As its first legislative act in the 118th Congress, the House on Monday in a party-line vote approved a repeal of $71 billion in IRS funding. The Family and Small Business Taxpayer Protection Act (H.R. 23) would claw back most of the money Democrats provided in the last Congress as part of the Inflation Reduction Act, which Republican leadership said on Tuesday was the first step in identifying places to cut across government.
The funding, scheduled to be disbursed over 10 years, is set to boost enforcement and customer service efforts after massive hiring surges at the agency. The inflation reduction law restricts enforcement efforts to high earners and corporations, though Republicans have insisted it will lead to the agency harassing low and middle-income Americans. During floor debate Monday night and again on Tuesday, Republicans argued that the 87,000 employees IRS could wind up hiring with the money would be a misallocation of federal resources that would cause undue burdens on taxpayers. The agency will net a much lower total of employees after accounting for existing vacancies, attrition and retirement, particularly in customer service and IT modernization.
Democrats, for their part, repeated their longstanding argument that ramped up enforcement will help close the annual tax gap of at least several hundred billion dollars, especially by targeting high-income tax cheats.

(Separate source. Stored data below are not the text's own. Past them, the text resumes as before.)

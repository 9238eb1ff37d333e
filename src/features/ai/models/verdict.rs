//! Verdicts produced by the AI gateways.
//!
//! Each gateway has two types: the `*Output` the model is asked to produce
//! (parsed strictly through [`LlmResponse`]) and the `*Verdict` returned to
//! callers. Every degraded path maps to one of the fixed verdict
//! constructors below, so the fail-open and fail-closed policies live here.

use schemars::JsonSchema;
use serde::{Deserialize, Serialize};
use utoipa::ToSchema;

use crate::features::reports::models::{ImageAnalysis, ReportSeverity, WasteCategory};
use crate::shared::llm::LlmResponse;

fn default_true() -> bool {
    true
}

// =============================================================================
// CLASSIFICATION
// =============================================================================

/// JSON the classifier model must return
#[derive(Debug, Clone, Deserialize, JsonSchema)]
#[serde(rename_all = "camelCase")]
pub struct ClassificationOutput {
    /// Whether the photo shows a waste or sanitation problem
    pub is_waste_related: bool,
    /// False for nudity, violence or other inappropriate content
    #[serde(default = "default_true")]
    pub is_appropriate: bool,
    /// Most likely category value, or null when not waste related
    #[serde(default)]
    pub category: Option<String>,
    /// Up to three category values, most likely first
    #[serde(default)]
    pub top_categories: Vec<String>,
    #[serde(default)]
    pub severity: Option<ReportSeverity>,
    /// Integer from 0 to 100
    pub confidence: f64,
    /// One-sentence description of what the photo shows
    #[serde(default)]
    pub description: String,
    /// Why the photo is not acceptable, addressed to the citizen
    #[serde(default)]
    pub rejection_reason: Option<String>,
    #[serde(default)]
    pub detected_objects: Vec<String>,

    #[serde(skip, default = "default_true")]
    #[schemars(skip)]
    pub is_llm_success: bool,

    #[serde(skip)]
    #[schemars(skip)]
    pub llm_error_message: Option<String>,
}

impl LlmResponse for ClassificationOutput {
    fn fallback() -> Self {
        Self {
            is_waste_related: true,
            is_appropriate: true,
            category: None,
            top_categories: Vec::new(),
            severity: None,
            confidence: 0.0,
            description: String::new(),
            rejection_reason: None,
            detected_objects: Vec::new(),
            is_llm_success: true,
            llm_error_message: None,
        }
    }

    fn mark_as_fallback(&mut self, error_message: String) {
        self.is_llm_success = false;
        self.llm_error_message = Some(error_message);
    }

    fn is_success(&self) -> bool {
        self.is_llm_success
    }

    fn validate(&self) -> Result<(), String> {
        if !self.confidence.is_finite() {
            return Err("confidence must be a number".to_string());
        }
        Ok(())
    }
}

/// Result of classifying one photo
#[derive(Debug, Clone, PartialEq, Serialize, Deserialize, ToSchema)]
#[serde(rename_all = "camelCase")]
pub struct ClassificationVerdict {
    pub is_waste_related: bool,
    pub is_appropriate: bool,
    pub category: Option<WasteCategory>,
    pub top_categories: Vec<WasteCategory>,
    pub severity: Option<ReportSeverity>,
    /// 0 to 100
    pub confidence: u8,
    pub description: String,
    pub rejection_reason: String,
    pub detected_objects: Vec<String>,
}

impl ClassificationVerdict {
    /// No API key configured. Returned with HTTP 500.
    pub fn misconfigured() -> Self {
        Self {
            is_waste_related: false,
            is_appropriate: true,
            category: None,
            top_categories: Vec::new(),
            severity: None,
            confidence: 0,
            description: "AI classification is not configured: the generative model API key is missing".to_string(),
            rejection_reason: String::new(),
            detected_objects: Vec::new(),
        }
    }

    /// The upstream rejected our API key
    pub fn invalid_credential() -> Self {
        Self {
            is_waste_related: false,
            is_appropriate: true,
            category: None,
            top_categories: Vec::new(),
            severity: None,
            confidence: 0,
            description: "AI classification is unavailable: the generative model API key was rejected".to_string(),
            rejection_reason: "The image could not be analysed right now. Please try again later.".to_string(),
            detected_objects: Vec::new(),
        }
    }

    /// Upstream succeeded but produced no text. Fails open.
    pub fn no_candidate() -> Self {
        Self {
            description: "The AI model returned no analysis. Please choose a category manually."
                .to_string(),
            ..Self::fail_open()
        }
    }

    /// Unparseable output or any other failure. Fails open so the citizen
    /// can still submit and classify manually.
    pub fn fail_open() -> Self {
        Self {
            is_waste_related: true,
            is_appropriate: true,
            category: None,
            top_categories: Vec::new(),
            severity: None,
            confidence: 0,
            description: "AI analysis is unavailable. Please choose a category manually."
                .to_string(),
            rejection_reason: String::new(),
            detected_objects: Vec::new(),
        }
    }

    /// Normalise a successfully parsed model output
    pub fn from_output(output: ClassificationOutput) -> Self {
        let mut top_categories: Vec<WasteCategory> = Vec::new();
        for label in output.category.iter().chain(output.top_categories.iter()) {
            match label.parse::<WasteCategory>() {
                Ok(category) if !top_categories.contains(&category) => {
                    top_categories.push(category)
                }
                Ok(_) => {}
                Err(_) => tracing::warn!("Dropping unknown category from classifier: {}", label),
            }
        }
        top_categories.truncate(3);

        let is_waste_related = output.is_waste_related && output.is_appropriate;
        let category = if is_waste_related {
            top_categories.first().copied()
        } else {
            None
        };

        let rejection_reason = if is_waste_related {
            String::new()
        } else {
            output
                .rejection_reason
                .filter(|r| !r.trim().is_empty())
                .unwrap_or_else(|| {
                    if output.is_appropriate {
                        "The photo does not appear to show a waste or sanitation problem."
                            .to_string()
                    } else {
                        "The photo contains inappropriate content.".to_string()
                    }
                })
        };

        Self {
            is_waste_related,
            is_appropriate: output.is_appropriate,
            category,
            top_categories: if is_waste_related {
                top_categories
            } else {
                Vec::new()
            },
            severity: output.severity.filter(|_| is_waste_related),
            confidence: output.confidence.round().clamp(0.0, 100.0) as u8,
            description: output.description.trim().to_string(),
            rejection_reason,
            detected_objects: output.detected_objects,
        }
    }

    /// Compact form stored with an uploaded image
    pub fn analysis(&self) -> ImageAnalysis {
        ImageAnalysis {
            is_waste_related: self.is_waste_related,
            category: self.category,
            confidence: self.confidence,
            detected_objects: self.detected_objects.clone(),
        }
    }
}

// =============================================================================
// VERIFICATION
// =============================================================================

#[derive(Debug, Clone, Copy, PartialEq, Eq, Serialize, Deserialize, ToSchema, JsonSchema)]
pub enum VerificationConfidence {
    #[serde(alias = "high", alias = "HIGH")]
    High,
    #[serde(alias = "medium", alias = "MEDIUM")]
    Medium,
    #[serde(alias = "low", alias = "LOW")]
    Low,
}

/// JSON the verification model must return
#[derive(Debug, Clone, Deserialize, JsonSchema)]
#[serde(rename_all = "camelCase")]
pub struct VerificationOutput {
    /// True only if the reported waste has clearly been cleared
    pub is_resolved: bool,
    #[serde(default)]
    pub confidence: Option<VerificationConfidence>,
    /// Short explanation the worker can act on
    pub reason: String,

    #[serde(skip, default = "default_true")]
    #[schemars(skip)]
    pub is_llm_success: bool,

    #[serde(skip)]
    #[schemars(skip)]
    pub llm_error_message: Option<String>,
}

impl LlmResponse for VerificationOutput {
    fn fallback() -> Self {
        Self {
            is_resolved: false,
            confidence: None,
            reason: String::new(),
            is_llm_success: true,
            llm_error_message: None,
        }
    }

    fn mark_as_fallback(&mut self, error_message: String) {
        self.is_llm_success = false;
        self.llm_error_message = Some(error_message);
    }

    fn is_success(&self) -> bool {
        self.is_llm_success
    }
}

/// Result of checking a worker's proof photo
#[derive(Debug, Clone, PartialEq, Serialize, Deserialize, ToSchema)]
#[serde(rename_all = "camelCase")]
pub struct VerificationVerdict {
    pub is_resolved: bool,
    #[serde(skip_serializing_if = "Option::is_none")]
    pub confidence: Option<VerificationConfidence>,
    pub message: String,
}

impl VerificationVerdict {
    pub fn missing_proof() -> Self {
        Self {
            is_resolved: false,
            confidence: None,
            message: "A proof photo of the cleaned-up site is required.".to_string(),
        }
    }

    pub fn misconfigured() -> Self {
        Self {
            is_resolved: false,
            confidence: None,
            message: "AI verification is not configured: the generative model API key is missing"
                .to_string(),
        }
    }

    /// Proof photo byte-identical to the citizen's photo
    pub fn identical_images() -> Self {
        Self {
            is_resolved: false,
            confidence: Some(VerificationConfidence::High),
            message: "Cleanup not verified: the proof photo is identical to the original report photo. Please take a new photo of the cleaned site.".to_string(),
        }
    }

    /// Unparseable output, no candidate, or any upstream failure. Fails closed.
    pub fn unavailable() -> Self {
        Self {
            is_resolved: false,
            confidence: None,
            message: "Could not verify the cleanup right now. Please retake the proof photo and try again.".to_string(),
        }
    }

    pub fn from_output(output: VerificationOutput) -> Self {
        let reason = output.reason.trim();
        let message = match (output.is_resolved, reason.is_empty()) {
            (true, false) => format!("Cleanup verified: {}", reason),
            (true, true) => "Cleanup verified.".to_string(),
            (false, false) => format!("Cleanup not verified: {}", reason),
            (false, true) => {
                "Cleanup not verified. Please make sure the site is fully cleared and retake the proof photo.".to_string()
            }
        };

        Self {
            is_resolved: output.is_resolved,
            confidence: output.confidence,
            message,
        }
    }
}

The Congressional Budget Office on Monday found repealing the funding would reduce federal revenue by $186 billion, leading to a net deficit increase of $115 billion. With Democrats remaining in control of the Senate and President Biden opposed to any reduction for IRS funding, the bill has virtually no chance of becoming law.
“With their first economic legislation of the new Congress, House Republicans are making clear that their top economic priority is to allow the rich and multi-billion dollar corporations to skip out on their taxes, while making life harder for ordinary, middle-class families that pay the taxes they owe,” the White House said in announcing Biden would veto the bill if it ever reached his desk.
The measure does send a signal, however, of how House Republicans plan to focus their attention in the new Congress.
The new majority is going to bring “accountability on spending in every federal agency,” House Majority Leader Steve Scalise, R-La., said on Tuesday. “If there’s waste fraud and abuse in any federal agency it’s got to be rooted out...and it started with the IRS bill last night.”
As part of a deal to win over members of his caucus to secure his new position, House Speaker Kevin McCarthy, R-Calif., has agreed to only bring up fiscal 2024 spending bills that could cut non-defense agency funding by more than 20%. Scalise confirmed Republicans will also use the upcoming need to raise the nation’s debt ceiling as leverage to bring about spending cuts.
“We have to sit down and say, ‘Why are we hitting the limit?’” the majority leader said. “Before we hit that limit, shouldn’t we have an honest conversation about how to start living within our means?” He added Republicans would push to “put mechanisms in place” to “control the spending problem.”
Republicans left the door open to providing some resources for IRS to boost customer service, with Rep. Adrian Smith, R-Neb., who introduced the funding repeal bill, saying Tuesday there was bipartisan agreement on the need for improvement. The Republican bill left untouched some money included in the Inflation Reduction Act for taxpayer services.
Still, Democrats said on Tuesday the Republican focus on slashing agency budgets was setting Congress up for a series of crises.
“They are laying the groundwork for dysfunction, default and, possibly, a government shutdown,” said Rep. Pete Aguilar, D-Calif., who chairs the House Democratic Caucus.
On the Senate side, which requires bipartisan support for spending legislaiton, Sens. Patty Murray, D-Wash., and Susan Collins, R-Maine, the top Democrat and Republican, respectively, on the Senate Appropriations Committee, pushed back on the partisan rhetoric coming from the House over the funding battles to come. In a joint statement, the chairman and ranking member said they take their "responsibility to govern seriously" and pledged to working "in a bipartisan way" to find common ground.
"This starts with funding the government in a responsible and bipartisan manner," Murray and Collins said. "That means marking up our appropriations bills and bringing them to the floor in a timely way."